Technology Dictionary -> World-Wide Web

World-Wide Web



(WWW, W3, The Web) An Internet client-server hypertext distributed information retrieval system which originated from the CERN High-Energy Physics laboratories in Geneva, Switzerland.

An extensive user community has developed on the Web since its public introduction in 1991. In the early 1990s, the developers at CERN spread word of the Web's capabilities to scientific audiences worldwide. By September 1993, the share of Web traffic traversing the NSFNET Internet backbone reached 75 gigabytes per month or one percent. By July 1994 it was one terabyte per month.

On the WWW everything (documents, menus, indices) is represented to the user as a hypertext object in HTML format. Hypertext links refer to other documents by their URLs. These can refer to local or remote resources accessible via FTP, Gopher, Telnet or news, as well as those available via the http protocol used to transfer hypertext documents.
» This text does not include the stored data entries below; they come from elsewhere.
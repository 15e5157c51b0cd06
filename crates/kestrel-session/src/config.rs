// ============================================
// File: crates/kestrel-session/src/config.rs
// ============================================
//! # Endpoint Configuration
//!
//! ## Creation Reason
//! One TOML document configures an endpoint: the versions it speaks, how
//! the handshake and packet protection behave, and connection limits.
//!
//! ## Main Functionality
//! - `EndpointConfig`: Main configuration structure
//! - TOML file loading and parsing
//! - Configuration validation
//! - Conversion into the per-connection `CryptoSetupConfig`
//!
//! ## Configuration Sections
//! - `versions`: Supported protocol versions, most preferred first
//! - `handshake`: Timeout, timestamp skew, open policy, frame size
//! - `limits`: Connection count and idle timeout
//! - `logging`: Log level
//!
//! ## Example Configuration
//! ```toml
//! [versions]
//! supported = [1]
//!
//! [handshake]
//! timeout_secs = 10
//! max_timestamp_skew_secs = 60
//! open_policy = "all_lower"
//! retire_superseded_levels = true
//! max_frame_size = 4096
//!
//! [limits]
//! max_connections = 1000
//! idle_timeout_secs = 300
//!
//! [logging]
//! level = "info"
//! ```
//!
//! ## ⚠️ Important Note for Next Developer
//! - The version list is plain configuration; nothing mutates it at runtime
//! - Validate config before creating an `Endpoint`
//!
//! ## Last Modified
//! v0.1.0 - Initial configuration implementation

use std::path::Path;
use std::time::Duration;

use serde::{Deserialize, Serialize};
use tracing::info;

use kestrel_core::{CryptoSetupConfig, OpenPolicy, SupportedVersions};

use crate::error::{Result, SessionError};

// ============================================
// EndpointConfig
// ============================================

/// Main endpoint configuration.
#[derive(Debug, Clone, Default, Serialize, Deserialize)]
pub struct EndpointConfig {
    /// Protocol versions.
    #[serde(default)]
    pub versions: VersionsConfig,

    /// Handshake and packet protection behaviour.
    #[serde(default)]
    pub handshake: HandshakeConfig,

    /// Resource limits.
    #[serde(default)]
    pub limits: LimitsConfig,

    /// Logging configuration.
    #[serde(default)]
    pub logging: LoggingConfig,
}

impl EndpointConfig {
    /// Loads configuration from a TOML file.
    ///
    /// # Errors
    /// Returns error if the file cannot be read, parsed or validated.
    pub async fn load(path: impl AsRef<Path>) -> Result<Self> {
        let path = path.as_ref();
        let path_str = path.display().to_string();

        info!("Loading configuration from: {}", path_str);

        let content = tokio::fs::read_to_string(path)
            .await
            .map_err(|e| SessionError::config_load(&path_str, e.to_string()))?;

        let config: Self = toml::from_str(&content)
            .map_err(|e| SessionError::config_load(&path_str, e.to_string()))?;

        config.validate()?;

        info!("Configuration loaded successfully");
        Ok(config)
    }

    /// Loads configuration from a string (useful for testing).
    ///
    /// # Errors
    /// Returns error if the string cannot be parsed or validated.
    #[allow(clippy::should_implement_trait)]
    pub fn from_str(content: &str) -> Result<Self> {
        let config: Self = toml::from_str(content)
            .map_err(|e| SessionError::config_load("<string>", e.to_string()))?;
        config.validate()?;
        Ok(config)
    }

    /// Validates the configuration.
    ///
    /// # Errors
    /// Returns `ConfigInvalid` naming the first offending field.
    pub fn validate(&self) -> Result<()> {
        self.handshake.validate()?;
        self.limits.validate()?;
        self.logging.validate()?;
        Ok(())
    }

    /// Serializes configuration to TOML string.
    #[must_use]
    pub fn to_toml(&self) -> String {
        toml::to_string_pretty(self).unwrap_or_default()
    }

    /// Options for each connection's `CryptoSetup`.
    #[must_use]
    pub fn crypto_setup_config(&self) -> CryptoSetupConfig {
        CryptoSetupConfig {
            open_policy: self.handshake.open_policy,
            retire_superseded_levels: self.handshake.retire_superseded_levels,
            max_frame_size: self.handshake.max_frame_size,
        }
    }

    /// Supported versions, most preferred first.
    #[must_use]
    pub fn supported_versions(&self) -> &SupportedVersions {
        &self.versions.supported
    }

    /// Handshake deadline.
    #[must_use]
    pub fn handshake_timeout(&self) -> Duration {
        Duration::from_secs(self.handshake.timeout_secs)
    }

    /// Connections idle longer than this are reaped.
    #[must_use]
    pub fn idle_timeout(&self) -> Duration {
        Duration::from_secs(self.limits.idle_timeout_secs)
    }
}

// ============================================
// VersionsConfig
// ============================================

/// Versions section.
#[derive(Debug, Clone, Default, Serialize, Deserialize)]
pub struct VersionsConfig {
    /// Non-empty, duplicate-free, most preferred first.
    #[serde(default)]
    pub supported: SupportedVersions,
}

// ============================================
// HandshakeConfig
// ============================================

/// Handshake section.
#[derive(Debug, Clone, Serialize, Deserialize)]
pub struct HandshakeConfig {
    /// Seconds allowed for the whole handshake.
    #[serde(default = "default_handshake_timeout")]
    pub timeout_secs: u64,

    /// Allowed clock difference for ClientHello timestamps.
    #[serde(default = "default_timestamp_skew")]
    pub max_timestamp_skew_secs: u64,

    /// Levels `open` tries below the current one.
    #[serde(default)]
    pub open_policy: OpenPolicy,

    /// Stop accepting levels below the highest one the peer has sent at.
    #[serde(default = "default_retire")]
    pub retire_superseded_levels: bool,

    /// Largest handshake frame accepted.
    #[serde(default = "default_max_frame_size")]
    pub max_frame_size: usize,
}

fn default_handshake_timeout() -> u64 {
    10
}

fn default_timestamp_skew() -> u64 {
    kestrel_core::crypto::handshake::DEFAULT_MAX_TIMESTAMP_SKEW_SECS
}

fn default_retire() -> bool {
    true
}

fn default_max_frame_size() -> usize {
    kestrel_core::protocol::codec::DEFAULT_MAX_FRAME_SIZE
}

impl HandshakeConfig {
    fn validate(&self) -> Result<()> {
        if self.timeout_secs == 0 {
            return Err(SessionError::config_invalid(
                "handshake.timeout_secs",
                "must be greater than 0",
            ));
        }

        if self.max_timestamp_skew_secs == 0 {
            return Err(SessionError::config_invalid(
                "handshake.max_timestamp_skew_secs",
                "must be greater than 0",
            ));
        }

        // u16 length prefix; the largest message must still fit.
        let largest = kestrel_core::protocol::messages::SERVER_HELLO_SIZE + 1;
        let ceiling = usize::from(u16::MAX);
        if self.max_frame_size < largest || self.max_frame_size > ceiling {
            return Err(SessionError::config_invalid(
                "handshake.max_frame_size",
                format!("must be between {largest} and {ceiling}"),
            ));
        }

        Ok(())
    }
}

impl Default for HandshakeConfig {
    fn default() -> Self {
        Self {
            timeout_secs: default_handshake_timeout(),
            max_timestamp_skew_secs: default_timestamp_skew(),
            open_policy: OpenPolicy::default(),
            retire_superseded_levels: default_retire(),
            max_frame_size: default_max_frame_size(),
        }
    }
}

// ============================================
// LimitsConfig
// ============================================

/// Resource limits section.
#[derive(Debug, Clone, Serialize, Deserialize)]
pub struct LimitsConfig {
    /// Maximum concurrent connections.
    #[serde(default = "default_max_connections")]
    pub max_connections: usize,

    /// Idle timeout in seconds.
    #[serde(default = "default_idle_timeout")]
    pub idle_timeout_secs: u64,
}

fn default_max_connections() -> usize {
    1000
}

fn default_idle_timeout() -> u64 {
    300
}

impl LimitsConfig {
    fn validate(&self) -> Result<()> {
        if self.max_connections == 0 {
            return Err(SessionError::config_invalid(
                "limits.max_connections",
                "must be greater than 0",
            ));
        }

        if self.idle_timeout_secs == 0 {
            return Err(SessionError::config_invalid(
                "limits.idle_timeout_secs",
                "must be greater than 0",
            ));
        }

        Ok(())
    }
}

impl Default for LimitsConfig {
    fn default() -> Self {
        Self {
            max_connections: default_max_connections(),
            idle_timeout_secs: default_idle_timeout(),
        }
    }
}

// ============================================
// LoggingConfig
// ============================================

/// Logging configuration section.
#[derive(Debug, Clone, Serialize, Deserialize)]
pub struct LoggingConfig {
    /// Log level (trace, debug, info, warn, error).
    #[serde(default = "default_log_level")]
    pub level: String,
}

fn default_log_level() -> String {
    "info".to_string()
}

impl LoggingConfig {
    fn validate(&self) -> Result<()> {
        const LEVELS: [&str; 5] = ["trace", "debug", "info", "warn", "error"];
        if !LEVELS.contains(&self.level.to_ascii_lowercase().as_str()) {
            return Err(SessionError::config_invalid(
                "logging.level",
                format!("unknown level '{}'", self.level),
            ));
        }
        Ok(())
    }
}

impl Default for LoggingConfig {
    fn default() -> Self {
        Self {
            level: default_log_level(),
        }
    }
}

// ============================================
// Tests
// ============================================
// ============================================
// File: crates/kestrel-core/src/protocol/version.rs
// ============================================
//! # Protocol Versioning
//!
//! ## Creation Reason
//! Carries the set of handshake versions an endpoint accepts, so every
//! connection is constructed with an explicit version list instead of
//! consulting process-wide state.
//!
//! ## Main Functionality
//! - `Version`: 32-bit version tag carried in the hello messages
//! - `SupportedVersions`: ordered preference list with negotiation
//!
//! ## Version History
//! | Version | Description |
//! |---------|-------------|
//! | K001    | Initial handshake (Ed25519 + X25519, ChaCha20-Poly1305) |
//!
//! ## ⚠️ Important Note for Next Developer
//! - ALWAYS add a new version for wire format changes
//! - Tests build their own `SupportedVersions`; never introduce a global
//!
//! ## Last Modified
//! v0.1.0 - Initial version definitions

use std::fmt;

use serde::{Deserialize, Serialize};

use crate::error::{CoreError, Result};

// ============================================
// Constants
// ============================================

/// Current handshake version.
pub const CURRENT_VERSION: Version = Version(1);

// ============================================
// Version
// ============================================

/// Handshake version identifier.
#[derive(Debug, Clone, Copy, PartialEq, Eq, PartialOrd, Ord, Hash, Serialize, Deserialize)]
#[serde(transparent)]
pub struct Version(u32);

impl Version {
    /// Creates a version from its wire value.
    #[must_use]
    pub const fn new(value: u32) -> Self {
        Self(value)
    }

    /// Returns the wire value.
    #[must_use]
    pub const fn as_u32(&self) -> u32 {
        self.0
    }
}

impl Default for Version {
    fn default() -> Self {
        CURRENT_VERSION
    }
}

impl fmt::Display for Version {
    fn fmt(&self, f: &mut fmt::Formatter<'_>) -> fmt::Result {
        write!(f, "K{:03}", self.0)
    }
}

impl From<u32> for Version {
    fn from(value: u32) -> Self {
        Self(value)
    }
}

// ============================================
// SupportedVersions
// ============================================

/// Versions an endpoint accepts, most preferred first.
///
/// # Example
/// ```
/// use kestrel_core::protocol::{SupportedVersions, Version};
///
/// let ours = SupportedVersions::new(vec![Version::new(2), Version::new(1)]).unwrap();
/// assert_eq!(ours.negotiate(&[Version::new(1)]), Some(Version::new(1)));
/// ```
#[derive(Debug, Clone, PartialEq, Eq, Serialize, Deserialize)]
#[serde(try_from = "Vec<Version>", into = "Vec<Version>")]
pub struct SupportedVersions(Vec<Version>);

impl SupportedVersions {
    /// Creates a version list.
    ///
    /// # Errors
    /// Returns `MalformedMessage` if the list is empty or has duplicates.
    pub fn new(versions: Vec<Version>) -> Result<Self> {
        if versions.is_empty() {
            return Err(CoreError::malformed("version list is empty"));
        }
        for (i, v) in versions.iter().enumerate() {
            if versions[..i].contains(v) {
                return Err(CoreError::malformed(format!("duplicate version {v}")));
            }
        }
        Ok(Self(versions))
    }

    /// Returns `true` if `version` is accepted.
    #[must_use]
    pub fn contains(&self, version: Version) -> bool {
        self.0.contains(&version)
    }

    /// Most preferred version.
    #[must_use]
    pub fn preferred(&self) -> Version {
        // Non-empty by construction.
        self.0.first().copied().unwrap_or_default()
    }

    /// Picks our most preferred version that the peer also offers.
    #[must_use]
    pub fn negotiate(&self, offered: &[Version]) -> Option<Version> {
        self.0.iter().copied().find(|v| offered.contains(v))
    }

    /// Iterates in preference order.
    pub fn iter(&self) -> impl Iterator<Item = Version> + '_ {
        self.0.iter().copied()
    }
}

impl Default for SupportedVersions {
    fn default() -> Self {
        Self(vec![CURRENT_VERSION])
    }
}

impl TryFrom<Vec<Version>> for SupportedVersions {
    type Error = CoreError;

    fn try_from(versions: Vec<Version>) -> Result<Self> {
        Self::new(versions)
    }
}

impl From<SupportedVersions> for Vec<Version> {
    fn from(versions: SupportedVersions) -> Self {
        versions.0
    }
}

// ============================================
// Tests
// ============================================

#[cfg(test)]
mod tests {
    use super::*;

    #[test]
    fn test_version_display() {
        assert_eq!(CURRENT_VERSION.to_string(), "K001");
        assert_eq!(Version::new(42).to_string(), "K042");
    }

    #[test]
    fn test_supported_versions_rejects_bad_lists() {
        assert!(SupportedVersions::new(vec![]).is_err());
        assert!(SupportedVersions::new(vec![Version::new(1), Version::new(1)]).is_err());
    }

    #[test]
    fn test_negotiate_prefers_our_order() {
        let ours =
            SupportedVersions::new(vec![Version::new(3), Version::new(2), Version::new(1)])
                .unwrap();
        assert_eq!(
            ours.negotiate(&[Version::new(1), Version::new(2)]),
            Some(Version::new(2))
        );
        assert_eq!(ours.negotiate(&[Version::new(9)]), None);
        assert_eq!(ours.preferred(), Version::new(3));
    }

    #[test]
    fn test_independent_lists_do_not_interfere() {
        let a = SupportedVersions::new(vec![Version::new(1)]).unwrap();
        let b = SupportedVersions::new(vec![Version::new(2)]).unwrap();
        assert!(a.contains(Version::new(1)));
        assert!(!b.contains(Version::new(1)));
    }

    #[test]
    fn test_serde_validates() {
        let ok: SupportedVersions = serde_json::from_str("[2, 1]").unwrap();
        assert_eq!(ok.preferred(), Version::new(2));
        assert!(serde_json::from_str::<SupportedVersions>("[]").is_err());
    }
}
The client program (known as a browser), e.g. NCSA Mosaic, Netscape Navigator, runs on the user's computer and provides two basic navigation operations: to follow a link or to send a query to a server. A variety of client and server software is freely available.

Most clients and servers also support "forms" which allow the user to enter arbitrary text as well as selecting options from customisable menus and on/off switches.

Following the widespread availability of web browsers and servers, many companies from about 1995 realised they could use the same software and protocols on their own private internal TCP/IP networks giving rise to the term "intranet".

If you don't have a WWW browser, but you are on the Internet, you can access the Web using the command:

telnet www.w3.org

(Internet address 128.141.201.74) but it's much better if you install a browser on your own computer.

The World Wide Web Consortium is the main standards body for the web.

An article by John December (http://sunsite.unc.edu/cmc/mag/1994/oct/webip.html).

A good place to start exploring (http://www.ncsa.uiuc.edu/SDG/Software/Mosaic/StartingPoints/NetworkStartingPoints.html).

WWW servers, clients and tools (http://www.w3.org/hypertext/WWW/Status.html).

Mailing list: .

Usenet newsgroups: news:comp.infosystems.www.misc, news:comp.infosystems.www.providers, news:comp.infosystems.www.users, news:comp.infosystems.announce.

The best way to access this dictionary is via the Web since you will get the latest version and be able to follow cross-references easily. If you are reading a plain text version of this dictionary then you will see lots of curly brackets and strings like

(http://hostname/here/there/page.html).

These are transformed into hypertext links when you access it via the Web.